JULIA JACKLIN - CRUSHING
From the opener Body, an achingly sad piece sets the tone for the album with Julia reflecting on the woman she is and was. A betrayal of self through the hands on another and detailing how a flourishing relationship can fade into a pain that is mediated by the blackmail of past intimacies.
There is a strong alt country vein running throughout the album as with Head Alone. The breathy vocals are shy, mirroring the sentiment about too much physical contact that isn’t welcomed or needed.
The rattle and shake of Pressure To Party catalogues the desire to socialise, albeit an expected chore, and the accompanying awkwardness and humiliation that comes with. Explored with an upbeat tempo contrary to the enjoyment of diminishing returns.
Sombre and brutally honest, Don’t Know How To Keep Loving You is lyricism at its finest. Almost taboo in its reality; the perfectly reasonable question to ask of a relationship that has had its dynamic altered. Fuzzed out guitars circle the edge of the track like sonic fraying of a love that is beginning to come away from its solid core.

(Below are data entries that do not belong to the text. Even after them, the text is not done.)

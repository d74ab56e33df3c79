//! Route handlers for the record store.

use std::error::Error as StdError;
use std::sync::Arc;

use axum::{
    extract::{Path, State},
    http::StatusCode,
    response::{IntoResponse, Response},
    Json,
};
use serde::Serialize;
use serde_json::json;
use thiserror::Error;

use crate::store::{Order, Store, User};
use crate::telemetry::reporter::{ErrorReporter, Failure};

/// State shared by handlers and the failure middleware.
#[derive(Clone)]
pub struct AppState {
    pub store: Arc<Store>,
    pub reporter: ErrorReporter,
}

/// Handler error.
///
/// `Internal` responses carry a [`Failure`] extension; the failure middleware
/// records it and replaces the body with a generic one.
#[derive(Debug, Error)]
pub enum AppError {
    #[error("Not found")]
    NotFound,

    #[error(transparent)]
    Internal(Box<dyn StdError + Send + Sync>),
}

impl AppError {
    pub fn internal(err: impl StdError + Send + Sync + 'static) -> Self {
        AppError::Internal(Box::new(err))
    }
}

impl IntoResponse for AppError {
    fn into_response(self) -> Response {
        match self {
            AppError::NotFound => {
                (StatusCode::NOT_FOUND, Json(json!({ "error": "Not found" }))).into_response()
            }
            AppError::Internal(err) => {
                let failure = Failure::from_error(err.as_ref());
                let mut response = StatusCode::INTERNAL_SERVER_ERROR.into_response();
                response.extensions_mut().insert(failure);
                response
            }
        }
    }
}

/// Raised by `GET /users` on every call, to exercise error reporting.
#[derive(Debug, Error)]
#[error("Something went wrong")]
pub struct UsersUnavailable;

/// Single-record envelope.
#[derive(Debug, Serialize)]
pub struct Row<T> {
    pub row: T,
}

pub async fn list_users(State(state): State<AppState>) -> Json<Vec<User>> {
    Json(state.store.users().to_vec())
}

pub async fn list_orders(State(state): State<AppState>) -> Json<Vec<Order>> {
    Json(state.store.orders().to_vec())
}

pub async fn users_unavailable() -> Result<Json<Vec<User>>, AppError> {
    Err(AppError::internal(UsersUnavailable))
}

pub async fn get_user(
    State(state): State<AppState>,
    Path(id): Path<String>,
) -> Result<Json<Row<User>>, AppError> {
    let user = parse_id(&id)
        .and_then(|id| state.store.user(id))
        .ok_or(AppError::NotFound)?;
    Ok(Json(Row { row: user.clone() }))
}

pub async fn get_order(
    State(state): State<AppState>,
    Path(id): Path<String>,
) -> Result<Json<Row<Order>>, AppError> {
    let order = parse_id(&id)
        .and_then(|id| state.store.order(id))
        .ok_or(AppError::NotFound)?;
    Ok(Json(Row { row: order.clone() }))
}

// Non-numeric ids simply match nothing.
fn parse_id(raw: &str) -> Option<u64> {
    raw.parse().ok()
}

It is Julia’s ability to musically paint a picture that is so captivating. The barely auditable creaking of footsteps on a wooden floor is the background to a foreboding piano accompaniment of imminent mortality on When The Family Flies In. Like all shattering moments in life they occur at the most random of moments and in the most random of places such as in the front seat of Julia’s Corolla. A stunningly simple and beautiful piece for something so disturbing and life changing.
The solitary Convention is little more than quiet acoustic picking with gentle harmonies but yet another showcase of Julia’s pure vocals. The slow precession of Good Guy meanders between wanting what you know will hurt you and that of resistance. The declining sound has but one momentary peak as if to highlight that the joy that is being craved is as fleeting as it was expected to be.
The brightly vibrant You Were Right sees the full band hit their straps and unleash a little of what had been lurking throughout the record till now. A punchy track that like all the others that preceded it, features the cynicism which is routinely delivered with a saccharine sweet slap.
A wobbly Turn Me Down is another tale of uncertainty. The barrier Julia is protectively putting in place to save an almost guaranteed pain is a cry that crescendos with an angered uncontrollability of frustration. Punctuated with timely pauses and patches of nothing, a craftsman like approach is quality production for all to hear.
Rounding off the record is Comfort. An agonising account of what it is like to break up with someone and see them move on. All the steps involved with departing an emotional bond with each step radiating wider and further from the loving core to the fringes of forgetting altogether. So eloquently detailed, a relatable pain that features again and again on Crushing.